Data for analysis:
= = = = =
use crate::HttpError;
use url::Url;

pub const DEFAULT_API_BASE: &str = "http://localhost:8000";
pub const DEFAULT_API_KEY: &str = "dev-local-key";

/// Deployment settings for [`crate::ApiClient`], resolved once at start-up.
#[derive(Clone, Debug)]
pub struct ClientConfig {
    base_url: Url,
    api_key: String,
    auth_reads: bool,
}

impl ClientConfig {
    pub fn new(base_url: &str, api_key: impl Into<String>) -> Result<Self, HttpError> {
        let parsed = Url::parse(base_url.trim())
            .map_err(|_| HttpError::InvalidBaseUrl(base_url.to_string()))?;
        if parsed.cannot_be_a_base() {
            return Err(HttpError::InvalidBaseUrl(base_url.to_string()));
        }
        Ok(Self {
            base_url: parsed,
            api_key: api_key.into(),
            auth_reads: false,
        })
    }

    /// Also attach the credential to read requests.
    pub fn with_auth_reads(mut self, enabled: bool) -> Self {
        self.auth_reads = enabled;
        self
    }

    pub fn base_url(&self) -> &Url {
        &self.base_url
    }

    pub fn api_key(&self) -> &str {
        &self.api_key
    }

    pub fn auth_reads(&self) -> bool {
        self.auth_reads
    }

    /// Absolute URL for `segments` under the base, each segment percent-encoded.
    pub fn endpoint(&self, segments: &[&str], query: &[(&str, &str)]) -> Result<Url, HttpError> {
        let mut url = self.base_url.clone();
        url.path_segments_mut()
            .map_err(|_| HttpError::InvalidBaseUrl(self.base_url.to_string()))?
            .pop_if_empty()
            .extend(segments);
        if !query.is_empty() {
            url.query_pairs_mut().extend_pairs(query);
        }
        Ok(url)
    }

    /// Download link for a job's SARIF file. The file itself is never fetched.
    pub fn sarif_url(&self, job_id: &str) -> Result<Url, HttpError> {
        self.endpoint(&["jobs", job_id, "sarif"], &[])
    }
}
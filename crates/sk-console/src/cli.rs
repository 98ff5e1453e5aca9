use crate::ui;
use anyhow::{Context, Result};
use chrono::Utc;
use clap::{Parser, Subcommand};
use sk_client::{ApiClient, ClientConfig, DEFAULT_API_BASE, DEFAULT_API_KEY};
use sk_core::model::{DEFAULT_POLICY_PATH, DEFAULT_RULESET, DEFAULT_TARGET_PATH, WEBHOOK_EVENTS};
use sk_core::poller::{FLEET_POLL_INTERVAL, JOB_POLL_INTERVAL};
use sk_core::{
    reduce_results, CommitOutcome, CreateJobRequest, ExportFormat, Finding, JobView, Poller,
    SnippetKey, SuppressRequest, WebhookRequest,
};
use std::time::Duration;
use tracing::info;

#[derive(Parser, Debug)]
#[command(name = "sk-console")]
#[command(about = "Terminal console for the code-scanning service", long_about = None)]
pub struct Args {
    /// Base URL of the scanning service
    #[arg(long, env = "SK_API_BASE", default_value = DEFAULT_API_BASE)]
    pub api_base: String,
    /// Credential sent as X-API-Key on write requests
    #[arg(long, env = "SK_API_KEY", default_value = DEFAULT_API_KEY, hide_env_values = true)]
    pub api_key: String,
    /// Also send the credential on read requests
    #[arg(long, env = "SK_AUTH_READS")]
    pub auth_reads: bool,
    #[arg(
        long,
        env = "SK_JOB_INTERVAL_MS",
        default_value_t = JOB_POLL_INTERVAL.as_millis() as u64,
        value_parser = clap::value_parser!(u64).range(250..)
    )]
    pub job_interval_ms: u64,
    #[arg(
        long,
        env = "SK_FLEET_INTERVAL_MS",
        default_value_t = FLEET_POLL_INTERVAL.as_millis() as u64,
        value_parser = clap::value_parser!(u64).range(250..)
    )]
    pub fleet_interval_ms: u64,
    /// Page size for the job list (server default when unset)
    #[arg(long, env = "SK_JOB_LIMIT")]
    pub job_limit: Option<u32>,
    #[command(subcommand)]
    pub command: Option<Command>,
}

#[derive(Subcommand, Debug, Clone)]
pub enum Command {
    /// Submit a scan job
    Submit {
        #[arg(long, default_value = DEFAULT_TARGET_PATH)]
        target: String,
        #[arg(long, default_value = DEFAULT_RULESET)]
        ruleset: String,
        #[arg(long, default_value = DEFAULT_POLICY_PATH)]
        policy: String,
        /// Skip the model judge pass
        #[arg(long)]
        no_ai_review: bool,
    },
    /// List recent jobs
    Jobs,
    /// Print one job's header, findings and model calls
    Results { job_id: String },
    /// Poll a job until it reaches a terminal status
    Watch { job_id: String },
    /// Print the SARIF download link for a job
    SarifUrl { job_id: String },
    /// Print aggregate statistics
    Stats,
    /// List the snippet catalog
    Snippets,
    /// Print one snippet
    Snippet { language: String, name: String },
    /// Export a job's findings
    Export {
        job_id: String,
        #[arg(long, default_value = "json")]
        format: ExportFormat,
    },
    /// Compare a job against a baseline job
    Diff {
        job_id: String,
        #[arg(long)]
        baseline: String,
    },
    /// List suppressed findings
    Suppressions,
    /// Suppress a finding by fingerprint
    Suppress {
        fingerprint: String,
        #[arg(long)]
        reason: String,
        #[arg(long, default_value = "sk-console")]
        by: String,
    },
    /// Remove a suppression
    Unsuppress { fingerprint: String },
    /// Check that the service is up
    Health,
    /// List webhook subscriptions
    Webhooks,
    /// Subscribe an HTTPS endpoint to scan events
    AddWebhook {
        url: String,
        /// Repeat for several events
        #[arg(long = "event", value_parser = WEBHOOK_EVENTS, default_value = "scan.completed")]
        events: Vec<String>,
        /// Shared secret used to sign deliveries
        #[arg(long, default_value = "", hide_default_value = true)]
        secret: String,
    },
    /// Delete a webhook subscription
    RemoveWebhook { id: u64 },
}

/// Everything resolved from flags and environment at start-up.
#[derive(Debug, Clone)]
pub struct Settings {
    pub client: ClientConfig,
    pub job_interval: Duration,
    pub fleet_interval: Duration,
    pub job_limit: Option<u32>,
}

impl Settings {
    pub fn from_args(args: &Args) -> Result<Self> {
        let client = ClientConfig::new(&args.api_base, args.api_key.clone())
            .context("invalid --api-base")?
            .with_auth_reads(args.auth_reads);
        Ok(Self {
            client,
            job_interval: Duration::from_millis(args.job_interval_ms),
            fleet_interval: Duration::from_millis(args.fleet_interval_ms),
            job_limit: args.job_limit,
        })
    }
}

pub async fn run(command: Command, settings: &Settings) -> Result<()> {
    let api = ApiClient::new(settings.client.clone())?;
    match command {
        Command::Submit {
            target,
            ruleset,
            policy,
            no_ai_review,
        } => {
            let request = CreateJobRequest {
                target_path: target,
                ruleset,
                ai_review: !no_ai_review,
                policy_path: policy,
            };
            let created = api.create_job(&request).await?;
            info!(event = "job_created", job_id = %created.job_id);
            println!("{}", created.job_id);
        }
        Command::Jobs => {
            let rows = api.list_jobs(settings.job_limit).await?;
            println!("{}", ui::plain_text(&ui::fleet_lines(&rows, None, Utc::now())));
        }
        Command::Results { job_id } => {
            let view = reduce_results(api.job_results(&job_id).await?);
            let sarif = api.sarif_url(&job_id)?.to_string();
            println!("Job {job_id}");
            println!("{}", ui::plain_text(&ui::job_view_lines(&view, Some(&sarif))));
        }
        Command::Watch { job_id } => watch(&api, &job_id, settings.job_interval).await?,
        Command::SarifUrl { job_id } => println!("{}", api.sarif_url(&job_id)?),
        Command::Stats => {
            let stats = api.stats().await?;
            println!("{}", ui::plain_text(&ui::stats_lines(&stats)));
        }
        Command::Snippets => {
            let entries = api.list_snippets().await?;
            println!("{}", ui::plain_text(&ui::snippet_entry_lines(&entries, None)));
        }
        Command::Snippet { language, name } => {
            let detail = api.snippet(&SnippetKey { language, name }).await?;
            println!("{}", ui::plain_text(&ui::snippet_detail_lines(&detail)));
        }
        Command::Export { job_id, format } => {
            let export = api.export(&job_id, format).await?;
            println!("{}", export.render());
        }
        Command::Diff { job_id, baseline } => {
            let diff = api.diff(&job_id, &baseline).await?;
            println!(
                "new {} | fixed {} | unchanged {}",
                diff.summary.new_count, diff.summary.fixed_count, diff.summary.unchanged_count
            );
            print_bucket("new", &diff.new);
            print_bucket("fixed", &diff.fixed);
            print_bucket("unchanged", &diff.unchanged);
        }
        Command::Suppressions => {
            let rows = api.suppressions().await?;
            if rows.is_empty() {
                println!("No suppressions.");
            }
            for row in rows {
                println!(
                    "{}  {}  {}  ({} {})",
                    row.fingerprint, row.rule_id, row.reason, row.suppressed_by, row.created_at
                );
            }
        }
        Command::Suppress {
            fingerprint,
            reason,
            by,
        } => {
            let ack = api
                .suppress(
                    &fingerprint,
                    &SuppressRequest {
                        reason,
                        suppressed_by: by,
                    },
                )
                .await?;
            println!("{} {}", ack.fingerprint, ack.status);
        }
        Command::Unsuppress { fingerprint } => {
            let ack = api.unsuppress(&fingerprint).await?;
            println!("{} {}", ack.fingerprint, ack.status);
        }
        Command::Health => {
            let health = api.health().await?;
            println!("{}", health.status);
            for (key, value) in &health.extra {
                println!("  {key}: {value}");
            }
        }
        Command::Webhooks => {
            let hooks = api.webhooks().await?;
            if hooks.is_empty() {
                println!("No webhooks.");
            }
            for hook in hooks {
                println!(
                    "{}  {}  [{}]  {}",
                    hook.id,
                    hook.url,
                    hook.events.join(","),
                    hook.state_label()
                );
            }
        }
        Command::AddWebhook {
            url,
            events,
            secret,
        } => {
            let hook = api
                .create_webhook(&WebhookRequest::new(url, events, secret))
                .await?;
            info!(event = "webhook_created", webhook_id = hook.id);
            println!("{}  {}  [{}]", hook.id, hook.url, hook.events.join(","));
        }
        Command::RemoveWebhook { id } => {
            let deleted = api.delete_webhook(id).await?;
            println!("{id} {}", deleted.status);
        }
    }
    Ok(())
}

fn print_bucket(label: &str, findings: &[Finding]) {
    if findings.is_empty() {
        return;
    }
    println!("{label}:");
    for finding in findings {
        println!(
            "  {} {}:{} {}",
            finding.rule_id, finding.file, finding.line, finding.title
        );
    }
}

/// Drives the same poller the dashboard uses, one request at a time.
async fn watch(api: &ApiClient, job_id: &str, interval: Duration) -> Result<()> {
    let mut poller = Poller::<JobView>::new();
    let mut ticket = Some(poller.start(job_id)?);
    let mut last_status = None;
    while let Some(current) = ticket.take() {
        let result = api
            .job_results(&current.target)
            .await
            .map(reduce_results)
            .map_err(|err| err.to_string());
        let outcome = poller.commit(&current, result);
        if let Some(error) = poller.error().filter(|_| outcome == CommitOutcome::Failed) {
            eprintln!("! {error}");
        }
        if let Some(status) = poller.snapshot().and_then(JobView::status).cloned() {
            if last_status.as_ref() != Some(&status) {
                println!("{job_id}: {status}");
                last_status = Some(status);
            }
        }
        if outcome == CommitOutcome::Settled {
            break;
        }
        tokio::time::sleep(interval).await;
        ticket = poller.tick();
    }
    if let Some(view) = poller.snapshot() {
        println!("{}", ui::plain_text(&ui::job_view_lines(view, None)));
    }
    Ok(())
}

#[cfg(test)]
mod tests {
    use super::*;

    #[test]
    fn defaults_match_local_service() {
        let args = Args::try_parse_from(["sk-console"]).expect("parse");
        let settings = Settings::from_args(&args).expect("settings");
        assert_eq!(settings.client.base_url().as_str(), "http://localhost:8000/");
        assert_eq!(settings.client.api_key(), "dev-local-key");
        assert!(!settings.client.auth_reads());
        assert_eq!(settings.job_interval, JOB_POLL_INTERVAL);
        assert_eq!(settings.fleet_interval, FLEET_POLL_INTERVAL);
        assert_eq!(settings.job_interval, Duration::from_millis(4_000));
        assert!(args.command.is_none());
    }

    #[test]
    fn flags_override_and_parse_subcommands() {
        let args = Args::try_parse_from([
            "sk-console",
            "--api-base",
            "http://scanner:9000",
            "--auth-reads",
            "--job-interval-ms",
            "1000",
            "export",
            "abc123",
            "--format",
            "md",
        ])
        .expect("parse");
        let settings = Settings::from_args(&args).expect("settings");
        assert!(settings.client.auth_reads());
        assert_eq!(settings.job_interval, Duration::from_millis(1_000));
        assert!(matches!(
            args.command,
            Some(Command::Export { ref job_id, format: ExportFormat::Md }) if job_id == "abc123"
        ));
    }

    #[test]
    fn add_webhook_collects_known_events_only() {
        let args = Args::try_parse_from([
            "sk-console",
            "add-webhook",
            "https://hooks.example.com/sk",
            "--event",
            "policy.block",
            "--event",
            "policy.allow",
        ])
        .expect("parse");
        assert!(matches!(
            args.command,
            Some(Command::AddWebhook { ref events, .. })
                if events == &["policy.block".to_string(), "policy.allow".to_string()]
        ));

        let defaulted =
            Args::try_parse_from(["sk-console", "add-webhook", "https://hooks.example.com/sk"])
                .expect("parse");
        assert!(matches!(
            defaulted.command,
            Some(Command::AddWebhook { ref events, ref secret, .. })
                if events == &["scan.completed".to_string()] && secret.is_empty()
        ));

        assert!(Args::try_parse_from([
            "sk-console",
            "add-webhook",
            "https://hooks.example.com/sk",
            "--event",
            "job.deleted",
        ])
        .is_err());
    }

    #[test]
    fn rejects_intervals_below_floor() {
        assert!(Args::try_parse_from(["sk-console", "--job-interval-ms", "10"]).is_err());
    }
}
= = = = =
What you need to do: Each line above where the word "WebhookRequest" occurs should be copied out.

Response area:
    SnippetKey, SuppressRequest, WebhookRequest,
                .create_webhook(&WebhookRequest::new(url, events, secret))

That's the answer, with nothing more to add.